» Problem details: Can you copy the lines from the one that contains "assert!(config.validate().is_ok());" through the end of the material below, exactly and with nothing else?

##### Input #####

//! Application configuration management
//!
//! Configuration is read from an optional TOML file and then overridden by
//! environment variables, so container platforms that only inject `PORT`
//! work without a config file. All values are validated at startup.

use crate::core::constants::upstream;
use anyhow::{Context, Result, bail};
use serde::Deserialize;
use std::fs;
use std::path::{Path, PathBuf};

/// Default server port
const DEFAULT_PORT: u16 = 5000;

/// Default upstream API timeout in seconds
const DEFAULT_REQUEST_TIMEOUT: u64 = 10;

/// Default timeout for proxied structure downloads in seconds
const DEFAULT_DOWNLOAD_TIMEOUT: u64 = 30;

/// Default number of memoized upstream lookups
const DEFAULT_CACHE_CAPACITY: usize = 256;

/// Default lifetime of a memoized lookup in seconds
const DEFAULT_CACHE_TTL: u64 = 3600;

/// Deployment environment
#[derive(Debug, Clone, Copy, PartialEq, Eq, Deserialize)]
#[serde(rename_all = "lowercase")]
pub enum Environment {
    Development,
    Production,
}

impl Environment {
    pub fn from_str(s: &str) -> Option<Self> {
        match s.trim().to_lowercase().as_str() {
            "development" | "dev" => Some(Environment::Development),
            "production" | "prod" => Some(Environment::Production),
            _ => None,
        }
    }
}

#[derive(Debug, Clone, Deserialize)]
#[serde(default)]
pub struct ServerConfig {
    pub host: String,
    pub port: u16,
    pub log_level: String,
    pub environment: Environment,
    pub debug: bool,
    pub base_path: String,
    pub static_dir: PathBuf,
    pub cors_allowed_origins: Vec<String>,
}

impl Default for ServerConfig {
    fn default() -> Self {
        Self {
            host: "0.0.0.0".to_string(),
            port: DEFAULT_PORT,
            log_level: "info".to_string(),
            environment: Environment::Production,
            debug: false,
            base_path: String::new(),
            static_dir: PathBuf::from("static"),
            cors_allowed_origins: vec!["*".to_string()],
        }
    }
}

#[derive(Debug, Clone, Deserialize)]
#[serde(default)]
pub struct UpstreamConfig {
    pub alphafold_api_url: String,
    pub alphafold_files_url: String,
    pub uniprot_api_url: String,
    pub rcsb_data_url: String,
    pub rcsb_files_url: String,
    pub request_timeout: u64,
    pub download_timeout: u64,
    /// Check that a model file exists (HEAD) before returning it from a search
    pub verify_models: bool,
}

impl Default for UpstreamConfig {
    fn default() -> Self {
        Self {
            alphafold_api_url: upstream::ALPHAFOLD_API.to_string(),
            alphafold_files_url: upstream::ALPHAFOLD_FILES.to_string(),
            uniprot_api_url: upstream::UNIPROT_API.to_string(),
            rcsb_data_url: upstream::RCSB_DATA.to_string(),
            rcsb_files_url: upstream::RCSB_FILES.to_string(),
            request_timeout: DEFAULT_REQUEST_TIMEOUT,
            download_timeout: DEFAULT_DOWNLOAD_TIMEOUT,
            verify_models: true,
        }
    }
}

#[derive(Debug, Clone, Deserialize)]
#[serde(default)]
pub struct ProxyConfig {
    pub allowed_hosts: Vec<String>,
}

impl Default for ProxyConfig {
    fn default() -> Self {
        Self {
            allowed_hosts: upstream::DEFAULT_PROXY_HOSTS
                .iter()
                .map(|h| h.to_string())
                .collect(),
        }
    }
}

#[derive(Debug, Clone, Deserialize)]
#[serde(default)]
pub struct CacheConfig {
    pub capacity: usize,
    pub ttl_secs: u64,
}

impl Default for CacheConfig {
    fn default() -> Self {
        Self {
            capacity: DEFAULT_CACHE_CAPACITY,
            ttl_secs: DEFAULT_CACHE_TTL,
        }
    }
}

#[derive(Debug, Clone, Default, Deserialize)]
#[serde(default)]
pub struct TomlConfig {
    pub server: ServerConfig,
    pub upstream: UpstreamConfig,
    pub proxy: ProxyConfig,
    pub cache: CacheConfig,
}

/// Application configuration
#[derive(Debug, Clone)]
pub struct Config {
    /// Server host address
    pub host: String,

    /// Server port
    pub port: u16,

    /// Logging level
    pub log_level: String,

    pub environment: Environment,

    /// Debug mode forces debug logging
    pub debug: bool,

    /// Path prefix every route is mounted under (empty for the root)
    pub base_path: String,

    /// Directory served under `/static`
    pub static_dir: PathBuf,

    pub cors_allowed_origins: Vec<String>,

    pub alphafold_api_url: String,
    pub alphafold_files_url: String,
    pub uniprot_api_url: String,
    pub rcsb_data_url: String,
    pub rcsb_files_url: String,

    /// Upstream API timeout in seconds
    pub request_timeout: u64,

    /// Proxied download timeout in seconds
    pub download_timeout: u64,

    pub verify_models: bool,

    /// Hosts `/proxy` may fetch from
    pub proxy_allowed_hosts: Vec<String>,

    pub cache_capacity: usize,
    pub cache_ttl_secs: u64,
}

impl Default for Config {
    fn default() -> Self {
        Self::from(TomlConfig::default())
    }
}

impl From<TomlConfig> for Config {
    fn from(config: TomlConfig) -> Self {
        Config {
            host: config.server.host,
            port: config.server.port,
            log_level: config.server.log_level,
            environment: config.server.environment,
            debug: config.server.debug,
            base_path: config.server.base_path,
            static_dir: config.server.static_dir,
            cors_allowed_origins: config.server.cors_allowed_origins,
            alphafold_api_url: config.upstream.alphafold_api_url,
            alphafold_files_url: config.upstream.alphafold_files_url,
            uniprot_api_url: config.upstream.uniprot_api_url,
            rcsb_data_url: config.upstream.rcsb_data_url,
            rcsb_files_url: config.upstream.rcsb_files_url,
            request_timeout: config.upstream.request_timeout,
            download_timeout: config.upstream.download_timeout,
            verify_models: config.upstream.verify_models,
            proxy_allowed_hosts: config.proxy.allowed_hosts,
            cache_capacity: config.cache.capacity,
            cache_ttl_secs: config.cache.ttl_secs,
        }
    }
}

impl Config {
    /// Parse configuration from TOML text
    pub fn from_toml_str(content: &str) -> Result<Self> {
        let config: TomlConfig =
            toml::from_str(content).context("Failed to parse TOML configuration")?;
        Ok(Self::from(config))
    }

    /// Load configuration from a TOML file
    ///
    /// # Errors
    ///
    /// Returns error if the file cannot be read or parsed.
    pub fn from_file<P: AsRef<Path>>(path: P) -> Result<Self> {
        let path = path.as_ref();
        let content = fs::read_to_string(path)
            .with_context(|| format!("Failed to read configuration file {}", path.display()))?;
        Self::from_toml_str(&content)
    }

    /// Load configuration from the config file and the process environment
    ///
    /// Reads `CONFIG_PATH` (default `config.toml`). A missing default file
    /// falls back to built-in defaults; a missing explicit `CONFIG_PATH` is an
    /// error.
    pub fn from_env() -> Result<Self> {
        let mut config = match std::env::var("CONFIG_PATH") {
            Ok(path) => Self::from_file(path)?,
            Err(_) if Path::new("config.toml").exists() => Self::from_file("config.toml")?,
            Err(_) => Self::default(),
        };

        config.apply_env_overrides(|key| std::env::var(key).ok())?;
        config.validate()?;
        Ok(config)
    }

    /// Apply environment overrides using `lookup` to read variables
    ///
    /// `FLASK_ENV` and `FLASK_DEBUG` are honored as aliases of `APP_ENV` and
    /// `APP_DEBUG` so existing deployment manifests keep working.
    pub fn apply_env_overrides<F>(&mut self, lookup: F) -> Result<()>
    where
        F: Fn(&str) -> Option<String>,
    {
        if let Some(host) = lookup("HOST") {
            self.host = host;
        }

        if let Some(port) = lookup("PORT") {
            self.port = port
                .trim()
                .parse()
                .with_context(|| format!("Invalid PORT value: {port}"))?;
        }

        if let Some(level) = lookup("LOG_LEVEL") {
            self.log_level = level;
        }

        if let Some(env) = lookup("APP_ENV").or_else(|| lookup("FLASK_ENV")) {
            self.environment = Environment::from_str(&env)
                .with_context(|| format!("Invalid environment: {env}"))?;
        }

        if let Some(debug) = lookup("APP_DEBUG").or_else(|| lookup("FLASK_DEBUG")) {
            self.debug = matches!(debug.trim().to_lowercase().as_str(), "1" | "true" | "yes" | "on");
        }

        if let Some(base_path) = lookup("BASE_PATH") {
            self.base_path = base_path;
        }

        Ok(())
    }

    /// Validate configuration values
    pub fn validate(&self) -> Result<()> {
        if self.port == 0 {
            bail!("Server port must be non-zero");
        }

        if !self.base_path.is_empty()
            && (!self.base_path.starts_with('/') || self.base_path.ends_with('/'))
        {
            bail!(
                "base_path must start with '/' and must not end with '/': {}",
                self.base_path
            );
        }

        for (name, value) in [
            ("alphafold_api_url", &self.alphafold_api_url),
            ("alphafold_files_url", &self.alphafold_files_url),
            ("uniprot_api_url", &self.uniprot_api_url),
            ("rcsb_data_url", &self.rcsb_data_url),
            ("rcsb_files_url", &self.rcsb_files_url),
        ] {
            url::Url::parse(value).with_context(|| format!("Invalid {name}: {value}"))?;
        }

        if self.cache_capacity == 0 {
            bail!("cache capacity must be greater than zero");
        }

        if self.request_timeout == 0 || self.download_timeout == 0 {
            bail!("upstream timeouts must be greater than zero");
        }

        Ok(())
    }

    /// Log level after applying debug mode
    ///
    /// The development environment implies debug mode.
    pub fn effective_log_level(&self) -> &str {
        if self.debug || self.environment == Environment::Development {
            "debug"
        } else {
            &self.log_level
        }
    }
}

#[cfg(test)]
mod tests {
    use super::*;
    use std::collections::HashMap;
    use std::io::Write;
    use tempfile::NamedTempFile;

    fn create_test_config() -> NamedTempFile {
        let mut file = NamedTempFile::new().unwrap();
        write!(
            file,
            r#"
            [server]
            host = "127.0.0.1"
            port = 8080
            log_level = "warn"
            environment = "development"
            base_path = "/viewer"

            [upstream]
            uniprot_api_url = "http://localhost:9001"
            request_timeout = 5
            verify_models = false

            [proxy]
            allowed_hosts = ["alphafold.ebi.ac.uk"]

            [cache]
            capacity = 16
            ttl_secs = 60
        "#
        )
        .unwrap();
        file.flush().unwrap();
        file
    }

    fn lookup(vars: &[(&str, &str)]) -> impl Fn(&str) -> Option<String> {
        let map: HashMap<String, String> = vars
            .iter()
            .map(|(k, v)| (k.to_string(), v.to_string()))
            .collect();
        move |key: &str| map.get(key).cloned()
    }

    #[test]
    fn test_load_config() {
        let file = create_test_config();
        let config = Config::from_file(file.path()).unwrap();
        assert_eq!(config.host, "127.0.0.1");
        assert_eq!(config.port, 8080);
        assert_eq!(config.environment, Environment::Development);
        assert_eq!(config.base_path, "/viewer");
        assert_eq!(config.uniprot_api_url, "http://localhost:9001");
        assert_eq!(config.alphafold_api_url, upstream::ALPHAFOLD_API);
        assert!(!config.verify_models);
        assert_eq!(config.proxy_allowed_hosts, vec!["alphafold.ebi.ac.uk"]);
        assert_eq!(config.cache_capacity, 16);
        config.validate().unwrap();
    }

    #[test]
    fn test_defaults() {
        let config = Config::from_toml_str("").unwrap();
        assert_eq!(config.port, 5000);
        assert_eq!(config.cache_capacity, 256);
        assert_eq!(config.request_timeout, 10);
        assert_eq!(config.download_timeout, 30);
        assert!(config.verify_models);
        assert!(config.proxy_allowed_hosts.contains(&"files.rcsb.org".to_string()));
        config.validate().unwrap();
    }

    #[test]
    fn test_env_overrides() {
        let mut config = Config::default();
        config
            .apply_env_overrides(lookup(&[
                ("PORT", "9090"),
                ("FLASK_ENV", "development"),
                ("FLASK_DEBUG", "1"),
            ]))
            .unwrap();
        assert_eq!(config.port, 9090);
        assert_eq!(config.environment, Environment::Development);
        assert!(config.debug);
        assert_eq!(config.effective_log_level(), "debug");
    }

    #[test]
    fn test_app_env_takes_precedence_over_flask_env() {
        let mut config = Config::default();
        config
            .apply_env_overrides(lookup(&[("APP_ENV", "production"), ("FLASK_ENV", "development")]))
            .unwrap();
        assert_eq!(config.environment, Environment::Production);
    }

    #[test]
    fn test_development_environment_logs_at_debug() {
        let mut config = Config::default();
        config.log_level = "warn".to_string();
        assert_eq!(config.effective_log_level(), "warn");

        config
            .apply_env_overrides(lookup(&[("APP_ENV", "development")]))
            .unwrap();
        assert!(!config.debug);
        assert_eq!(config.effective_log_level(), "debug");
    }

    #[test]
    fn test_invalid_port_rejected() {
        let mut config = Config::default();
        assert!(config.apply_env_overrides(lookup(&[("PORT", "http")])).is_err());
    }

    #[test]
    fn test_validate_base_path() {
        let mut config = Config::default();
        config.base_path = "viewer".to_string();
        assert!(config.validate().is_err());

        config.base_path = "/viewer/".to_string();
        assert!(config.validate().is_err());

        config.base_path = "/viewer".to_string();
        assert!(config.validate().is_ok());
    }

    #[test]
    fn test_validate_rejects_bad_url() {
        let mut config = Config::default();
        config.rcsb_data_url = "not a url".to_string();
        assert!(config.validate().is_err());
    }
}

#####

» Output below:
        assert!(config.validate().is_ok());
    }

    #[test]
    fn test_validate_rejects_bad_url() {
        let mut config = Config::default();
        config.rcsb_data_url = "not a url".to_string();
        assert!(config.validate().is_err());
    }
}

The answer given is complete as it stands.